Паломники были люди. Если бы они не были людьми, они поступили бы иначе. Они совершили долгий, трудный путь, и теперь, когда путь этот был уже почти окончен и они вдруг узнали, что главное, ради чего они ехали, перестало существовать, они поступили не так, как на их месте поступили бы лошади, или кошки, или черви, — те, вероятно, повернули бы назад и занялись бы чем-нибудь более выгодным, — нет, прежде они жаждали увидеть чудотворный источник, а теперь они в сорок раз сильнее жаждали увидеть то место, где этот источник когда-то был. Поведение людей необъяснимо.

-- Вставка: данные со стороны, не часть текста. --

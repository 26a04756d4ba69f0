//! Redis-backed [`LockStore`].
//!
//! Acquire is `SET key holder NX PX ttl`. Refresh and release go through
//! small Lua scripts so the holder comparison and the mutation are one
//! atomic step on the server.

use std::time::Duration;

use async_trait::async_trait;
use redis::aio::ConnectionManager;
use redis::Script;
use rsb_schemas::{SyncError, SyncResult};

use crate::LockStore;

const EXTEND_SCRIPT: &str = r#"
if redis.call('get', KEYS[1]) == ARGV[1] then
    return redis.call('pexpire', KEYS[1], ARGV[2])
else
    return 0
end
"#;

const RELEASE_SCRIPT: &str = r#"
if redis.call('get', KEYS[1]) == ARGV[1] then
    return redis.call('del', KEYS[1])
else
    return 0
end
"#;

pub struct RedisLockStore {
    conn: ConnectionManager,
    extend: Script,
    release: Script,
}

impl RedisLockStore {
    /// Connect to `redis_url`. The connection manager reconnects on its own;
    /// individual command failures still surface as transient errors.
    pub async fn connect(redis_url: &str) -> SyncResult<Self> {
        let client = redis::Client::open(redis_url)
            .map_err(|e| SyncError::validation("redis_url", e.to_string()))?;
        let conn = ConnectionManager::new(client)
            .await
            .map_err(redis_transient)?;
        Ok(Self {
            conn,
            extend: Script::new(EXTEND_SCRIPT),
            release: Script::new(RELEASE_SCRIPT),
        })
    }
}

fn redis_transient(e: redis::RedisError) -> SyncError {
    SyncError::transient("redis_error", e.to_string())
}

fn ttl_millis(ttl: Duration) -> u64 {
    ttl.as_millis().max(1) as u64
}

#[async_trait]
impl LockStore for RedisLockStore {
    async fn put_if_absent(&self, key: &str, holder: &str, ttl: Duration) -> SyncResult<bool> {
        let mut conn = self.conn.clone();
        let set: Option<String> = redis::cmd("SET")
            .arg(key)
            .arg(holder)
            .arg("NX")
            .arg("PX")
            .arg(ttl_millis(ttl))
            .query_async(&mut conn)
            .await
            .map_err(redis_transient)?;
        Ok(set.is_some())
    }

    async fn extend_if_held(&self, key: &str, holder: &str, ttl: Duration) -> SyncResult<bool> {
        let mut conn = self.conn.clone();
        let extended: i64 = self
            .extend
            .key(key)
            .arg(holder)
            .arg(ttl_millis(ttl))
            .invoke_async(&mut conn)
            .await
            .map_err(redis_transient)?;
        Ok(extended == 1)
    }

    async fn delete_if_held(&self, key: &str, holder: &str) -> SyncResult<bool> {
        let mut conn = self.conn.clone();
        let deleted: i64 = self
            .release
            .key(key)
            .arg(holder)
            .invoke_async(&mut conn)
            .await
            .map_err(redis_transient)?;
        Ok(deleted == 1)
    }
}
//! In-process fakes and harness for cross-crate scenario tests.
//!
//! The fakes implement the real collaborator seams ([`rsb_rms::RmsRepository`],
//! [`rsb_commerce::CommerceClient`], [`rsb_lock::LockStore`]) with
//! deterministic in-memory state and explicit failure injection, so whole
//! pipeline runs execute without a database, Redis, or network.

pub mod harness;
pub mod memory_commerce;
pub mod memory_rms;

pub use harness::{item_row, TestHarness};
pub use memory_commerce::MemoryCommerce;
pub use memory_rms::MemoryRms;
/// Glyph sprites for the terminal renderer.
///
/// Sprites can be overridden from a JSON file. A missing or malformed file
/// is never fatal: the built-in glyphs are used instead.

use std::path::Path;

use anyhow::{bail, Context};
use serde::Deserialize;

use crate::entities::DifficultyTier;

#[derive(Clone, Debug, PartialEq, Deserialize)]
#[serde(default)]
pub struct SpriteSheet {
    /// Rows of the player ship, top to bottom.
    pub player: Vec<String>,
    pub scout: Vec<String>,
    pub fighter: Vec<String>,
    pub guard: Vec<String>,
    pub bomber: Vec<String>,
    pub player_shot: String,
    pub enemy_shot: String,
    pub bomb: String,
    /// Shown where a bomb detonated.
    pub explosion: String,
}

impl Default for SpriteSheet {
    fn default() -> Self {
        fn rows(r: &[&str]) -> Vec<String> {
            r.iter().map(|s| s.to_string()).collect()
        }
        Self {
            player: rows(&[" ▲ ", "/█\\"]),
            scout: rows(&["«▼»", "╚═╝"]),
            fighter: rows(&["(◎)", "╰─╯"]),
            guard: rows(&["[▼]", "╘═╛"]),
            bomber: rows(&["{●}", "╲▾╱"]),
            player_shot: "║".to_string(),
            enemy_shot: "↓".to_string(),
            bomb: "●".to_string(),
            explosion: "✹".to_string(),
        }
    }
}

impl SpriteSheet {
    pub fn load(path: &Path) -> anyhow::Result<Self> {
        let text = std::fs::read_to_string(path)
            .with_context(|| format!("failed to read sprites {}", path.display()))?;
        let sheet: SpriteSheet = serde_json::from_str(&text)
            .with_context(|| format!("failed to parse sprites {}", path.display()))?;
        sheet.validate()?;
        Ok(sheet)
    }

    /// Load `path` if given, falling back to the built-in sprites on any error.
    pub fn load_or_default(path: Option<&Path>) -> Self {
        let Some(path) = path else {
            return Self::default();
        };
        match Self::load(path) {
            Ok(sheet) => sheet,
            Err(err) => {
                tracing::warn!("using built-in sprites: {err:#}");
                Self::default()
            }
        }
    }

    fn validate(&self) -> anyhow::Result<()> {
        let ships = [
            ("player", &self.player),
            ("scout", &self.scout),
            ("fighter", &self.fighter),
            ("guard", &self.guard),
            ("bomber", &self.bomber),
        ];
        for (name, rows) in ships {
            if rows.is_empty() || rows.iter().all(|r| r.trim().is_empty()) {
                bail!("sprite `{name}` has no visible rows");
            }
        }
        for (name, glyph) in [
            ("player_shot", &self.player_shot),
            ("enemy_shot", &self.enemy_shot),
            ("bomb", &self.bomb),
            ("explosion", &self.explosion),
        ] {
            if glyph.chars().count() != 1 {
                bail!("sprite `{name}` must be a single character");
            }
        }
        Ok(())
    }

    pub fn enemy(&self, tier: DifficultyTier) -> &[String] {
        match tier {
            DifficultyTier::Scout => &self.scout,
            DifficultyTier::Fighter => &self.fighter,
            DifficultyTier::Guard => &self.guard,
            DifficultyTier::Bomber => &self.bomber,
        }
    }
}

Мы двигались быстро. Часа за два до захода солнца мы уже стояли на высоких холмах, окружающих Долину Святости, и видели все ее достопримечательности. Я говорю о самых главных — о трех огромных зданиях. Здания эти, стоявшие одиноко, казались в этой беспредельной пустыне хрупкими, как игрушки. Такое зрелище всегда печально, — тишина и неподвижность напоминают нам о смерти. Хотя тишину нарушал звук, доносимый издалека порывами ветра, но от этого звука становилось еще печальнее: то был отдаленный похоронный звон, такой слабый, что мы не могли понять, слышим ли мы его на самом деле, или он нам только чудится.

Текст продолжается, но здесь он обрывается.